Four ex-vivo tissue types were used in the ablation measurements: Veal muscle and bovine brain, heart, and liver. The tissues were taken from a local butcher and moved in a portable refrigerator to the laboratory, contact with water was avoided. Samples for investigation were pre-cut into slices of 1 cm thickness and roughly 7 × 7 cm (matching the dimensions of PVC plates). After cutting they were put into a plastic bag which was then vacuumized and kept in a refrigerator around 1.5–2 °C. The maximum time of tissue between storage and measurement was 5 days. At the start of each measurement, the tines were employed to a diameter just smaller than the distance between the plates.

Measurement protocol

When the temperature of tissue enters the region between 60 and 100 °C, immediate coagulation of tissue occurs, but when the temperature gets higher than 100–110 °C, the tissue starts to suffer from charring, retarding the ablation procedure1. Because charring is aimed to be avoided in clinical settings, we investigated the change in optical properties during the ablation procedure of several tissues with an RFA target temperature of 70 °C (lowest possible setting).
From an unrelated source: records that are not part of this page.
//! Device-side event processing and the upper-layer interface
//!
//! [`UsbDevice`] pairs a [`Dwc3Core`] with a [`UsbDeviceHandler`]. The
//! interrupt handler calls [`UsbDevice::on_interrupt`], which drains the event
//! buffer in FIFO order and turns each word into core state changes and
//! handler callbacks. Callbacks receive the core as a [`DeviceBus`] so they
//! can queue the next transfer from inside the notification.
//!
//! # Example
//!
//! ```ignore
//! static USB_DMA: DmaRegion = DmaRegion::new();
//!
//! let io = unsafe { Mmio::new(0x4820_0000) };
//! let core = Dwc3Core::new(io, platform, &USB_DMA, Dwc3Config::default());
//! let mut device = UsbDevice::new(core, MyClass::new());
//! device.init()?;
//! device.connect()?;
//!
//! // USB interrupt
//! device.on_interrupt();
//! ```

use core::sync::atomic::Ordering;

use crate::config::DeviceSpeed;
use crate::controller::Dwc3Core;
use crate::dma::{DmaBuffer, Platform, EVENT_BUFFER_SIZE};
use crate::dwc3::{
    Dcfg, Dctl, DeviceEvent, DeviceEventKind, EndpointEvent, EndpointEventKind, Event,
    LinkState, RegisterIo,
};
use crate::endpoint::PhysicalEndpoint;
use crate::error::Result;
use crate::transfer::control::Ep0Action;
use crate::transfer::{DeviceState, Direction, Ep0State, EndpointType, SetupPacket};

/// Transfer and endpoint operations available to the upper layer
///
/// Object safe; callbacks receive it as `&mut dyn DeviceBus`.
pub trait DeviceBus {
    /// Most recent setup packet
    fn setup_packet(&self) -> SetupPacket;

    /// Chapter 9 device state
    fn device_state(&self) -> DeviceState;

    /// Speed negotiated at connection done
    fn speed(&self) -> Option<DeviceSpeed>;

    /// Bytes moved by the last EP0 data stage
    fn actual_length(&self) -> u32;

    /// Bytes moved by the last completion on an endpoint
    fn transferred_bytes(&self, number: u8, direction: Direction) -> Result<u32>;

    /// Start the IN data stage of the current control transfer
    fn ep0_send(&mut self, buffer: DmaBuffer, len: u32) -> Result<()>;

    /// Start the OUT data stage of the current control transfer
    fn ep0_recv(&mut self, buffer: DmaBuffer, len: u32) -> Result<()>;

    /// Reject the current control request
    fn ep0_stall(&mut self) -> Result<()>;

    /// Queue a bulk or interrupt IN transfer
    fn bulk_send(&mut self, number: u8, direction: Direction, buffer: DmaBuffer, len: u32)
        -> Result<()>;

    /// Queue a bulk or interrupt OUT transfer
    fn bulk_recv(&mut self, number: u8, direction: Direction, buffer: DmaBuffer, len: u32)
        -> Result<()>;

    /// Configure and enable an endpoint
    fn endpoint_create(
        &mut self,
        ep_type: EndpointType,
        number: u8,
        direction: Direction,
        max_packet: u16,
        interval: u8,
    ) -> Result<()>;

    /// Disable an endpoint
    fn endpoint_disable(&mut self, number: u8, direction: Direction) -> Result<()>;

    /// Halt an endpoint
    fn endpoint_stall(&mut self, number: u8, direction: Direction) -> Result<()>;

    /// Clear an endpoint halt
    fn endpoint_clear_stall(&mut self, number: u8, direction: Direction) -> Result<()>;

    /// End the transfer in flight on an endpoint
    fn stop_transfer(&mut self, number: u8, direction: Direction, force: bool) -> Result<()>;

    /// Mark a configuration as selected or deselected
    fn set_configured(&mut self, configured: bool);
}

impl<'a, R: RegisterIo, P: Platform> DeviceBus for Dwc3Core<'a, R, P> {
    fn setup_packet(&self) -> SetupPacket {
        self.setup
    }

    fn device_state(&self) -> DeviceState {
        self.device_state
    }

    fn speed(&self) -> Option<DeviceSpeed> {
        self.speed
    }

    fn actual_length(&self) -> u32 {
        self.actual_length
    }

    fn transferred_bytes(&self, number: u8, direction: Direction) -> Result<u32> {
        Dwc3Core::transferred_bytes(self, number, direction)
    }

    fn ep0_send(&mut self, buffer: DmaBuffer, len: u32) -> Result<()> {
        Dwc3Core::ep0_send(self, buffer, len)
    }

    fn ep0_recv(&mut self, buffer: DmaBuffer, len: u32) -> Result<()> {
        Dwc3Core::ep0_recv(self, buffer, len)
    }

    fn ep0_stall(&mut self) -> Result<()> {
        Dwc3Core::ep0_stall(self)
    }

    fn bulk_send(
        &mut self,
        number: u8,
        direction: Direction,
        buffer: DmaBuffer,
        len: u32,
    ) -> Result<()> {
        Dwc3Core::bulk_send(self, number, direction, buffer, len)
    }

    fn bulk_recv(
        &mut self,
        number: u8,
        direction: Direction,
        buffer: DmaBuffer,
        len: u32,
    ) -> Result<()> {
        Dwc3Core::bulk_recv(self, number, direction, buffer, len)
    }

    fn endpoint_create(
        &mut self,
        ep_type: EndpointType,
        number: u8,
        direction: Direction,
        max_packet: u16,
        interval: u8,
    ) -> Result<()> {
        Dwc3Core::endpoint_create(self, ep_type, number, direction, max_packet, interval)
    }

    fn endpoint_disable(&mut self, number: u8, direction: Direction) -> Result<()> {
        Dwc3Core::endpoint_disable(self, number, direction)
    }

    fn endpoint_stall(&mut self, number: u8, direction: Direction) -> Result<()> {
        Dwc3Core::endpoint_stall(self, number, direction)
    }

    fn endpoint_clear_stall(&mut self, number: u8, direction: Direction) -> Result<()> {
        Dwc3Core::endpoint_clear_stall(self, number, direction)
    }

    fn stop_transfer(&mut self, number: u8, direction: Direction, force: bool) -> Result<()> {
        Dwc3Core::stop_transfer(self, number, direction, force)
    }

    fn set_configured(&mut self, configured: bool) {
        Dwc3Core::set_configured(self, configured)
    }
}

/// Upper-layer callbacks
///
/// Invoked synchronously from [`UsbDevice::on_interrupt`]; implementations
/// must not block.
pub trait UsbDeviceHandler {
    /// Bus reset; the device is back at address 0
    fn on_reset(&mut self, _bus: &mut dyn DeviceBus) {}

    /// Speed enumeration finished
    fn on_connect(&mut self, _bus: &mut dyn DeviceBus) {}

    /// Host went away
    fn on_disconnect(&mut self, _bus: &mut dyn DeviceBus) {}

    /// A setup packet arrived on EP0
    ///
    /// For requests with a data stage, start it with
    /// [`DeviceBus::ep0_send`] or [`DeviceBus::ep0_recv`]; the status stage
    /// is driven by the controller.
    fn on_setup_received(&mut self, _bus: &mut dyn DeviceBus, _setup: &SetupPacket) {}

    /// IN transfer finished; `endpoint` is the address (bit 7 set)
    fn on_data_in(&mut self, _bus: &mut dyn DeviceBus, _endpoint: u8) {}

    /// OUT transfer finished; `endpoint` is the address
    fn on_data_out(&mut self, _bus: &mut dyn DeviceBus, _endpoint: u8) {}
}

impl<'a, R: RegisterIo, P: Platform> Dwc3Core<'a, R, P> {
    /// Host disconnected: abort EP0 and forget the connection
    pub(crate) fn handle_disconnect(&mut self) {
        self.abort_control();
        self.device_state = DeviceState::NotAttached;
        self.ep0_state = Ep0State::Unconnected;
        self.link_state = LinkState::Disconnected;
        self.speed = None;
    }

    /// Bus reset: back to the default state at address 0
    pub(crate) fn handle_reset(&mut self) {
        self.regs.modify_dctl(|dctl| dctl.difference(Dctl::TSTCTRL_MASK));
        self.abort_control();
        self.clear_all_stalls();
        self.reset_endpoints();
        self.config_done = false;
        self.regs.modify_dcfg(|dcfg| dcfg.with_address(0));

        self.device_state = DeviceState::Default;
        self.ep0_state = Ep0State::Setup;
        #[cfg(feature = "defmt")]
        defmt::debug!("bus reset");
    }

    /// Speed enumeration done: enable LPM, start a new connection
    pub(crate) fn handle_connect_done(&mut self) {
        let speed = DeviceSpeed::from_dsts(self.regs.dsts().connect_speed());
        self.speed = speed;
        self.regs.modify_dcfg(|dcfg| dcfg | Dcfg::LPM_CAP);
        self.regs.modify_dctl(|dctl| dctl | Dctl::HIRD_THRES_MASK);
        self.config_done = false;
        self.link_state = LinkState::On;

        #[cfg(feature = "defmt")]
        defmt::info!("connected at {}", speed);
    }

    /// Cache a new link state
    pub(crate) fn handle_link_state(&mut self, state: LinkState) {
        self.link_state = state;
        match state {
            LinkState::L2 | LinkState::EarlySuspend => {
                if matches!(
                    self.device_state,
                    DeviceState::Default | DeviceState::Address | DeviceState::Configured
                ) {
                    self.resume_state = self.device_state;
                    self.device_state = DeviceState::Suspended;
                }
            }
            LinkState::On => {
                if self.device_state == DeviceState::Suspended {
                    self.device_state = self.resume_state;
                }
            }
            _ => {}
        }
        #[cfg(feature = "defmt")]
        defmt::trace!("link state {}", state);
    }
}

/// A DWC3 device controller driving a class implementation
pub struct UsbDevice<'a, R, P, H> {
    core: Dwc3Core<'a, R, P>,
    handler: H,
}

impl<'a, R: RegisterIo, P: Platform, H: UsbDeviceHandler> UsbDevice<'a, R, P, H> {
    /// Pair a core with a handler
    pub fn new(core: Dwc3Core<'a, R, P>, handler: H) -> Self {
        Self { core, handler }
    }

    /// Bring the controller up
    pub fn init(&mut self) -> Result<()> {
        self.core.init()
    }

    /// Attach to the bus
    pub fn connect(&mut self) -> Result<()> {
        self.core.connect()
    }

    /// Detach from the bus
    pub fn disconnect(&mut self) {
        self.core.disconnect()
    }

    /// Controller core
    pub fn core(&self) -> &Dwc3Core<'a, R, P> {
        &self.core
    }

    /// Mutable controller core
    pub fn core_mut(&mut self) -> &mut Dwc3Core<'a, R, P> {
        &mut self.core
    }

    /// Class handler
    pub fn handler(&self) -> &H {
        &self.handler
    }

    /// Mutable class handler
    pub fn handler_mut(&mut self) -> &mut H {
        &mut self.handler
    }

    /// Split into core and handler
    pub fn into_parts(self) -> (Dwc3Core<'a, R, P>, H) {
        (self.core, self.handler)
    }

    /// Process every pending event
    ///
    /// The count read on entry is drained completely; the count is then read
    /// once more and that batch drained too, so events raised while the first
    /// batch was processed do not wait for another interrupt.
    pub fn on_interrupt(&mut self) {
        let pending = self.core.regs.event_count();
        if pending == 0 {
            self.core.stats.record_interrupt(true);
            #[cfg(feature = "defmt")]
            defmt::warn!("interrupt with no pending events");
            return;
        }
        self.core.stats.record_interrupt(false);

        self.core.regs.mask_event_interrupt(true);
        self.drain(pending);

        let late = self.core.regs.event_count();
        if late != 0 {
            self.drain(late);
        }
        self.core.regs.mask_event_interrupt(false);
    }

    fn drain(&mut self, mut pending: u32) {
        self.core
            .platform
            .invalidate_dcache(self.core.dma.events_addr(), EVENT_BUFFER_SIZE);

        while pending >= 4 {
            let word = self.core.dma.events()[self.core.events.word_index()].load(Ordering::Acquire);
            let event = Event::decode(word);

            if let Err(_err) = self.dispatch(event) {
                #[cfg(feature = "defmt")]
                defmt::error!("event {:#010x} failed: {}", word, _err);
            }

            self.core.events.advance();
            pending -= 4;
            self.core.regs.ack_events(4);
        }
    }

    fn dispatch(&mut self, event: Event) -> Result<()> {
        match event {
            Event::Device(event) => {
                self.core.stats.record_event(true);
                self.handle_device_event(event)
            }
            Event::Endpoint(event) => {
                self.core.stats.record_event(false);
                self.handle_endpoint_event(event)
            }
        }
    }

    fn handle_device_event(&mut self, event: DeviceEvent) -> Result<()> {
        match event.kind {
            DeviceEventKind::Disconnect => {
                self.core.handle_disconnect();
                self.handler.on_disconnect(&mut self.core);
            }
            DeviceEventKind::Reset => {
                self.core.handle_reset();
                self.handler.on_reset(&mut self.core);
            }
            DeviceEventKind::ConnectDone => {
                self.core.handle_connect_done();
                self.handler.on_connect(&mut self.core);
                self.core.prepare_setup()?;
            }
            DeviceEventKind::LinkStatusChange => {
                self.core.handle_link_state(event.link_state());
            }
            DeviceEventKind::Wakeup => {
                self.core.handle_link_state(event.link_state());
                #[cfg(feature = "defmt")]
                defmt::debug!("wakeup");
            }
            DeviceEventKind::HibernationRequest => {
                #[cfg(feature = "defmt")]
                defmt::debug!("hibernation request ignored");
            }
            _other => {
                #[cfg(feature = "defmt")]
                defmt::trace!("device event {} ignored", _other);
            }
        }
        Ok(())
    }

    fn handle_endpoint_event(&mut self, event: EndpointEvent) -> Result<()> {
        let phy = PhysicalEndpoint::from_index(usize::from(event.phy))?;
        if !self.core.endpoint(phy).is_enabled() {
            #[cfg(feature = "defmt")]
            defmt::warn!("event for disabled ep{} dropped", phy.index());
            return Ok(());
        }

        if phy.is_control() {
            match self.core.handle_ep0_event(event)? {
                Ep0Action::SetupReceived => {
                    let setup = self.core.setup;
                    self.handler.on_setup_received(&mut self.core, &setup);
                }
                Ep0Action::DataIn => self.handler.on_data_in(&mut self.core, 0x80),
                Ep0Action::DataOut => self.handler.on_data_out(&mut self.core, 0x00),
                Ep0Action::None => {}
            }
            return Ok(());
        }

        match event.kind {
            EndpointEventKind::TransferInProgress => {
                if self.core.complete_ring_transfer(phy).is_some() {
                    match phy.direction() {
                        Direction::In => self.handler.on_data_in(&mut self.core, phy.address()),
                        Direction::Out => self.handler.on_data_out(&mut self.core, phy.address()),
                    }
                }
            }
            EndpointEventKind::TransferComplete => {
                self.core.endpoints[phy.index()].mark_idle();
            }
            _other => {
                #[cfg(feature = "defmt")]
                defmt::trace!("ep{} event {} ignored", phy.index(), _other);
            }
        }
        Ok(())
    }
}
//! Driver statistics
//!
//! Cheap relaxed counters updated from the event and command paths.

use core::sync::atomic::{AtomicU32, Ordering};

/// Counters for controller activity
pub struct DriverStats {
    /// Interrupts that found pending events
    pub interrupts: AtomicU32,

    /// Interrupts with an empty event buffer
    pub spurious_interrupts: AtomicU32,

    /// Event words drained
    pub events: AtomicU32,

    /// Device-level events
    pub device_events: AtomicU32,

    /// Endpoint-level events
    pub endpoint_events: AtomicU32,

    /// Endpoint commands issued
    pub commands_issued: AtomicU32,

    /// Endpoint commands answered with an error status
    pub command_failures: AtomicU32,

    /// Endpoint commands that never completed
    pub command_timeouts: AtomicU32,

    /// Data transfers completed (EP0 data stage and ring descriptors)
    pub transfers_completed: AtomicU32,

    /// Bytes moved by completed transfers (saturating)
    pub bytes_transferred: AtomicU32,
}

impl DriverStats {
    /// Create a zeroed counter set
    pub const fn new() -> Self {
        Self {
            interrupts: AtomicU32::new(0),
            spurious_interrupts: AtomicU32::new(0),
            events: AtomicU32::new(0),
            device_events: AtomicU32::new(0),
            endpoint_events: AtomicU32::new(0),
            commands_issued: AtomicU32::new(0),
            command_failures: AtomicU32::new(0),
            command_timeouts: AtomicU32::new(0),
            transfers_completed: AtomicU32::new(0),
            bytes_transferred: AtomicU32::new(0),
        }
    }

    #[inline(always)]
    pub(crate) fn record_interrupt(&self, spurious: bool) {
        if spurious {
            self.spurious_interrupts.fetch_add(1, Ordering::Relaxed);
        } else {
            self.interrupts.fetch_add(1, Ordering::Relaxed);
        }
    }

    #[inline(always)]
    pub(crate) fn record_event(&self, device: bool) {
        self.events.fetch_add(1, Ordering::Relaxed);
        if device {
            self.device_events.fetch_add(1, Ordering::Relaxed);
        } else {
            self.endpoint_events.fetch_add(1, Ordering::Relaxed);
        }
    }

    #[inline(always)]
    pub(crate) fn record_command(&self) {
        self.commands_issued.fetch_add(1, Ordering::Relaxed);
    }

    #[inline(always)]
    pub(crate) fn record_command_failure(&self, timeout: bool) {
        if timeout {
            self.command_timeouts.fetch_add(1, Ordering::Relaxed);
        } else {
            self.command_failures.fetch_add(1, Ordering::Relaxed);
        }
    }

    /// Record a completed transfer
    #[inline(always)]
    pub(crate) fn record_transfer(&self, bytes: u32) {
        self.transfers_completed.fetch_add(1, Ordering::Relaxed);
        let _ = self.bytes_transferred.fetch_update(
            Ordering::Relaxed,
            Ordering::Relaxed,
            |current| Some(current.saturating_add(bytes)),
        );
    }

    /// Get current statistics snapshot
    pub fn snapshot(&self) -> StatsSnapshot {
        StatsSnapshot {
            interrupts: self.interrupts.load(Ordering::Relaxed),
            spurious_interrupts: self.spurious_interrupts.load(Ordering::Relaxed),
            events: self.events.load(Ordering::Relaxed),
            device_events: self.device_events.load(Ordering::Relaxed),
            endpoint_events: self.endpoint_events.load(Ordering::Relaxed),
            commands_issued: self.commands_issued.load(Ordering::Relaxed),
            command_failures: self.command_failures.load(Ordering::Relaxed),
            command_timeouts: self.command_timeouts.load(Ordering::Relaxed),
            transfers_completed: self.transfers_completed.load(Ordering::Relaxed),
            bytes_transferred: self.bytes_transferred.load(Ordering::Relaxed),
        }
    }

    /// Reset all counters
    pub fn reset(&self) {
        for counter in [
            &self.interrupts,
            &self.spurious_interrupts,
            &self.events,
            &self.device_events,
            &self.endpoint_events,
            &self.commands_issued,
            &self.command_failures,
            &self.command_timeouts,
            &self.transfers_completed,
            &self.bytes_transferred,
        ] {
            counter.store(0, Ordering::Relaxed);
        }
    }
}

impl Default for DriverStats {
    fn default() -> Self {
        Self::new()
    }
}

/// Point-in-time copy of [`DriverStats`]
#[derive(Debug, Clone, Copy, Default, PartialEq, Eq)]
#[cfg_attr(feature = "defmt", derive(defmt::Format))]
#[allow(missing_docs)]
pub struct StatsSnapshot {
    pub interrupts: u32,
    pub spurious_interrupts: u32,
    pub events: u32,
    pub device_events: u32,
    pub endpoint_events: u32,
    pub commands_issued: u32,
    pub command_failures: u32,
    pub command_timeouts: u32,
    pub transfers_completed: u32,
    pub bytes_transferred: u32,
}

impl StatsSnapshot {
    /// Fraction of issued commands that failed or timed out, in percent
    pub fn command_error_rate(&self) -> u32 {
        if self.commands_issued == 0 {
            return 0;
        }
        let errors = self.command_failures + self.command_timeouts;
        errors.saturating_mul(100) / self.commands_issued
    }
}

#[cfg(test)]
mod tests {
    use super::*;

    #[test]
    fn test_driver_stats() {
        let stats = DriverStats::new();

        stats.record_interrupt(false);
        stats.record_interrupt(true);
        stats.record_event(true);
        stats.record_event(false);
        stats.record_event(false);
        for _ in 0..4 {
            stats.record_command();
        }
        stats.record_command_failure(true);
        stats.record_transfer(512);

        let snapshot = stats.snapshot();
        assert_eq!(snapshot.interrupts, 1);
        assert_eq!(snapshot.spurious_interrupts, 1);
        assert_eq!(snapshot.events, 3);
        assert_eq!(snapshot.device_events, 1);
        assert_eq!(snapshot.endpoint_events, 2);
        assert_eq!(snapshot.command_timeouts, 1);
        assert_eq!(snapshot.command_error_rate(), 25);
        assert_eq!(snapshot.bytes_transferred, 512);

        stats.reset();
        assert_eq!(stats.snapshot(), StatsSnapshot::default());
    }

    #[test]
    fn byte_counter_saturates() {
        let stats = DriverStats::new();
        stats.record_transfer(u32::MAX);
        stats.record_transfer(10);
        assert_eq!(stats.snapshot().bytes_transferred, u32::MAX);
    }
}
At the start of the procedure, the tissue is heated towards the target temperature, when the average of those temperatures is reaching this temperature, that temperature is then maintained, ablating the tissue for a period of time one can select. We chose to maintain an ablation time of 10 min, to investigate how the optical properties would change over time. Measurements were also performed at a temperature of 105 °C to mimic the situation when charring would occur, allowing us to investigate the effect of charring on the optical properties. For each conducted experiment, first a measurement before starting the heating procedure was acquired, resulting in a native spectrum. Then the tissue was heated and ablated for 10 min, during which each minute optical properties were measured for wavelengths of 650–1100 nm in steps of 10 nm. We defined the last spectrum obtained during the 10-min ablation as the ablated spectrum.

Data processing

For most of the tissue types considered in this study, the native tissue displayed high absorption and low scattering in the wavelength region of interest. This could heavily influence and distort the results from the diffuse approximation (DA) of the radiative transfer equation (RTE), which is the usual analysis method employed for such studies. For high absorption or low scattering, a fitting procedure based on Monte Carlo (MC) simulations outperforms the DA of the RTE53, therefore this method was used to extract the optical properties of the samples. A library of MC simulated temporal point spread functions (TPSFs) for transmittance geometry was generated using a CUDA (Compute Unified Device Architecture) accelerated MC code54 to cover a range of scattering coefficients at null absorption. Then, the Lambert–Beer exponential term exp(-μavt) (where μa is the absorption coefficient and \(\nu\) is the speed of light) is multiplied to this TPSF to account for the absorption. Interpolation and the scaling property of the RTE then allow for a fast search of the correct simulation to extract the optical properties. The analysis considers the broadening of the pulse occurring due to the instrumentation by convolving the simulated TPSFs with the instrumental response function (IRF) before fitting it to the experimental data. The fitting was performed over the region of the temporal curves with counts higher than 80% on the rising edge and 1% on the falling edge. The refractive index of the sample was considered to be 1.41 (corresponding to bovine tissue) and the external media on either side of the sample was considered to be 1.5 (corresponding to the PVC panels). The time taken to extract the properties at 1 wavelength on a standard PC is less than a second. Also, in-house software allows for the ‘online’ analysis of the data-parallel to its acquisition thus making it suitable for real-time usage.